Quest’anno la manifestazione è arrivata alla sua 26^ edizione, che sarà chiusa con il gran finale di domenica 14 gennaio, quando l’ennesimo concerto metterà fine alla raccolta fondi organizzata nel 2017. L’anno scorso la Fondazione ha ricevuto la cifra record di 105 milioni di zloty (circa 25 milioni di euro), da destinare alle strutture ospedaliere nazionali per salvare la vita e la salute dei bambini ricoverati nei reparti di pediatria e per garantire l’assistenza sanitaria degli anziani. In totale, in questi 25 anni il ricavato raccolto è stato di 825 milioni di zloty (quasi 200 milioni di euro), utile all’acquisto di moderne attrezzature per gli ospedali della Polonia.

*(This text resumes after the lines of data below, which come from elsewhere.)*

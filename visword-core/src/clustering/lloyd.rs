//! Lloyd iteration state shared by the k-means engines

use std::ops::Range;

use rand::Rng;
use rand::rngs::StdRng;
use rand::seq::index::sample;

use super::Seeding;
use crate::DocId;
use crate::error::{Error, Result};
use crate::features::{Distance, LocalFeatureSet};
use crate::structures::{Cluster, Vocabulary};

/// Local features collected for clustering, grouped by source document
#[derive(Debug, Default)]
pub(crate) struct FeaturePool {
    /// Row-major `len × dim`
    data: Vec<f64>,
    dim: usize,
    docs: Vec<(DocId, Range<usize>)>,
}

impl FeaturePool {
    pub(crate) fn add(&mut self, doc: DocId, features: &LocalFeatureSet) -> Result<()> {
        let Some(dim) = features.dim() else {
            return Ok(());
        };
        if self.dim == 0 {
            self.dim = dim;
        } else if self.dim != dim {
            return Err(Error::DimensionMismatch {
                expected: self.dim,
                got: dim,
            });
        }
        let start = self.len();
        for f in features.iter() {
            self.data.extend_from_slice(f);
        }
        self.docs.push((doc, start..self.len()));
        Ok(())
    }

    pub(crate) fn len(&self) -> usize {
        if self.dim == 0 {
            0
        } else {
            self.data.len() / self.dim
        }
    }

    pub(crate) fn dim(&self) -> usize {
        self.dim
    }

    pub(crate) fn num_docs(&self) -> usize {
        self.docs.len()
    }

    #[inline]
    pub(crate) fn get(&self, idx: usize) -> &[f64] {
        let start = idx * self.dim;
        &self.data[start..start + self.dim]
    }
}

/// Partial sums from assigning one range of features
pub(crate) struct Partial {
    sums: Vec<f64>,
    counts: Vec<u64>,
    stress: f64,
}

impl Partial {
    fn zeros(k: usize, dim: usize) -> Self {
        Self {
            sums: vec![0.0; k * dim],
            counts: vec![0; k],
            stress: 0.0,
        }
    }

    /// Fold `other` into `self`; called on the coordinating thread only
    pub(crate) fn merge(&mut self, other: &Partial) {
        for (a, b) in self.sums.iter_mut().zip(&other.sums) {
            *a += b;
        }
        for (a, b) in self.counts.iter_mut().zip(&other.counts) {
            *a += b;
        }
        self.stress += other.stress;
    }
}

/// Centroids plus the features they are fitted to
pub(crate) struct LloydState {
    pub(crate) k: usize,
    pub(crate) distance: Distance,
    pub(crate) pool: FeaturePool,
    centroids: Vec<Vec<f64>>,
    members: Vec<u64>,
}

impl LloydState {
    pub(crate) fn new(k: usize, distance: Distance) -> Result<Self> {
        if k == 0 {
            return Err(Error::Config(
                "number of clusters must be greater than 0".to_string(),
            ));
        }
        Ok(Self {
            k,
            distance,
            pool: FeaturePool::default(),
            centroids: Vec::new(),
            members: Vec::new(),
        })
    }

    pub(crate) fn is_initialized(&self) -> bool {
        !self.centroids.is_empty()
    }

    pub(crate) fn init(&mut self, seeding: Seeding, rng: &mut StdRng) -> Result<()> {
        let n = self.pool.len();
        if n < self.k {
            return Err(Error::InsufficientFeatures {
                needed: self.k,
                available: n,
            });
        }
        self.centroids = match seeding {
            Seeding::Random => self.seed_random(rng),
            Seeding::KMeansPlusPlus => self.seed_plus_plus(rng),
        };
        self.members = vec![0; self.k];
        log::debug!(
            "Seeded {} centroids ({:?}) from {} features of {} documents",
            self.k,
            seeding,
            n,
            self.pool.num_docs()
        );
        Ok(())
    }

    /// k distinct feature rows chosen uniformly
    fn seed_random(&self, rng: &mut StdRng) -> Vec<Vec<f64>> {
        sample(rng, self.pool.len(), self.k)
            .into_iter()
            .map(|i| self.pool.get(i).to_vec())
            .collect()
    }

    /// k-means++: each further seed drawn with probability ∝ D(x)²
    fn seed_plus_plus(&self, rng: &mut StdRng) -> Vec<Vec<f64>> {
        let n = self.pool.len();
        let mut centroids = Vec::with_capacity(self.k);
        centroids.push(self.pool.get(rng.random_range(0..n)).to_vec());

        let mut nearest_sq: Vec<f64> = (0..n)
            .map(|i| {
                let d = self.distance.eval(self.pool.get(i), &centroids[0]);
                d * d
            })
            .collect();

        while centroids.len() < self.k {
            let total: f64 = nearest_sq.iter().sum();
            let next = if total > 0.0 {
                let threshold = rng.random::<f64>() * total;
                let mut cumulative = 0.0;
                let mut chosen = n - 1;
                for (i, &d) in nearest_sq.iter().enumerate() {
                    cumulative += d;
                    if cumulative >= threshold && d > 0.0 {
                        chosen = i;
                        break;
                    }
                }
                chosen
            } else {
                // Every remaining point coincides with a seed
                rng.random_range(0..n)
            };

            let centroid = self.pool.get(next).to_vec();
            for (i, slot) in nearest_sq.iter_mut().enumerate() {
                let d = self.distance.eval(self.pool.get(i), &centroid);
                *slot = slot.min(d * d);
            }
            centroids.push(centroid);
        }
        centroids
    }

    /// Assign features in `range` to their nearest centroid
    pub(crate) fn assign_range(&self, range: Range<usize>) -> Partial {
        let dim = self.pool.dim();
        let mut partial = Partial::zeros(self.k, dim);
        for i in range {
            let feature = self.pool.get(i);
            let mut best = 0;
            let mut best_dist = f64::INFINITY;
            for (c, centroid) in self.centroids.iter().enumerate() {
                let d = self.distance.eval(feature, centroid);
                if d < best_dist {
                    best_dist = d;
                    best = c;
                }
            }
            partial.stress += best_dist;
            partial.counts[best] += 1;
            let sums = &mut partial.sums[best * dim..(best + 1) * dim];
            for (s, &v) in sums.iter_mut().zip(feature) {
                *s += v;
            }
        }
        partial
    }

    /// Replace centroids by the means of their members
    ///
    /// A cluster that received no features keeps its previous centroid.
    pub(crate) fn apply(&mut self, totals: Partial) -> f64 {
        let dim = self.pool.dim();
        for (c, centroid) in self.centroids.iter_mut().enumerate() {
            let count = totals.counts[c];
            if count == 0 {
                continue;
            }
            let sums = &totals.sums[c * dim..(c + 1) * dim];
            for (m, &s) in centroid.iter_mut().zip(sums) {
                *m = s / count as f64;
            }
        }
        self.members = totals.counts;
        totals.stress
    }

    pub(crate) fn ensure_initialized(&self) -> Result<()> {
        if self.is_initialized() {
            Ok(())
        } else {
            Err(Error::Internal(
                "clustering engine used before init()".to_string(),
            ))
        }
    }

    pub(crate) fn vocabulary(&self) -> Result<Vocabulary> {
        self.ensure_initialized()?;
        let clusters = self
            .centroids
            .iter()
            .zip(&self.members)
            .map(|(mean, &members)| Cluster::new(mean.clone(), members))
            .collect();
        Vocabulary::new(clusters)
    }
}

#[cfg(test)]
mod tests {
    use super::*;
    use rand::SeedableRng;

    fn pool_state(points: &[[f64; 2]], k: usize) -> LloydState {
        let mut state = LloydState::new(k, Distance::Euclidean).unwrap();
        let set =
            LocalFeatureSet::from_features(points.iter().map(|p| p.to_vec()).collect()).unwrap();
        state.pool.add(0, &set).unwrap();
        state
    }

    #[test]
    fn test_pool_groups_by_document() {
        let mut pool = FeaturePool::default();
        let a = LocalFeatureSet::from_features(vec![vec![1.0, 2.0], vec![3.0, 4.0]]).unwrap();
        let b = LocalFeatureSet::from_features(vec![vec![5.0, 6.0]]).unwrap();
        pool.add(7, &a).unwrap();
        pool.add(9, &LocalFeatureSet::new()).unwrap();
        pool.add(8, &b).unwrap();

        assert_eq!(pool.len(), 3);
        assert_eq!(pool.num_docs(), 2);
        assert_eq!(pool.get(2), &[5.0, 6.0]);

        let c = LocalFeatureSet::from_features(vec![vec![1.0]]).unwrap();
        assert!(matches!(
            pool.add(1, &c),
            Err(Error::DimensionMismatch { .. })
        ));
    }

    #[test]
    fn test_plus_plus_seeds_are_distinct_points() {
        let state = pool_state(&[[0.0, 0.0], [0.0, 0.0], [10.0, 0.0], [0.0, 10.0]], 3);
        let mut rng = StdRng::seed_from_u64(3);
        let seeds = state.seed_plus_plus(&mut rng);
        assert_eq!(seeds.len(), 3);
        for (i, a) in seeds.iter().enumerate() {
            for b in &seeds[i + 1..] {
                assert_ne!(a, b);
            }
        }
    }

    #[test]
    fn test_empty_cluster_keeps_centroid() {
        let mut state = pool_state(&[[0.0, 0.0], [1.0, 0.0]], 2);
        state.centroids = vec![vec![0.5, 0.0], vec![100.0, 100.0]];
        state.members = vec![0, 0];
        let partial = state.assign_range(0..2);
        let stress = state.apply(partial);

        assert_eq!(stress, 1.0);
        assert_eq!(state.centroids[0], vec![0.5, 0.0]);
        assert_eq!(state.centroids[1], vec![100.0, 100.0]);
        assert_eq!(state.members, vec![2, 0]);
    }

    #[test]
    fn test_merged_partials_match_single_pass() {
        let points: Vec<[f64; 2]> = (0..10).map(|i| [i as f64, (i % 3) as f64]).collect();
        let mut state = pool_state(&points, 2);
        state.centroids = vec![vec![0.0, 0.0], vec![9.0, 0.0]];

        let whole = state.assign_range(0..10);
        let mut merged = state.assign_range(0..4);
        merged.merge(&state.assign_range(4..10));

        assert_eq!(whole.counts, merged.counts);
        assert!((whole.stress - merged.stress).abs() < 1e-9);
        for (a, b) in whole.sums.iter().zip(&merged.sums) {
            assert!((a - b).abs() < 1e-9);
        }
    }
}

L’evento è organizzato con il vitale contributo di moltissimi volontari – l’anno scorso addirittura 120.000 – che coordinano la raccolta fondi e, oltre al concerto, mettono in piedi una serie di iniziative collaterali, come aste e manifestazioni sportive. Un paragone non azzardato si potrebbe fare tra il concerto WOŚP e la maratona Telethon in Italia. La manifestazione va in diretta televisiva ed è possibile aiutare anche tramite i canali online messi a disposizione dall’organizzazione. Jerzy Owsiak, fondatore di WOŚP, è molto orgoglioso perché ciò che rende unico questo evento è il fatto che sia organizzato dal basso: la Fondazione garantisce le strutture per gli attivisti locali, ma tutto il resto dipende dalla creatività e dall’intraprendenza della società civile.

Come da tradizione, l’apice del gran finale si svolge alle 8 di sera con i fuochi d’artificio che brillano davanti al Palazzo di Cultura in un caleidoscopio di colori definito “una luce al cielo”. Nello stesso momento, una luce viene accesa presso ogni stand della Fondazione, con la speranza che migliaia di persone seguano questo esempio nel resto della Polonia. La chiusura è decisamente spettacolare (soprattutto se si pensa che avviene nel gelo del gennaio polacco!), ma è anche fondamentale per dare un aiuto concreto sul piano medico. La raccolta fondi di quest’anno è impreziosita anche dal contributo economico cinese grazie ai concerti organizzati da WOŚP a Pechino e Shanghai.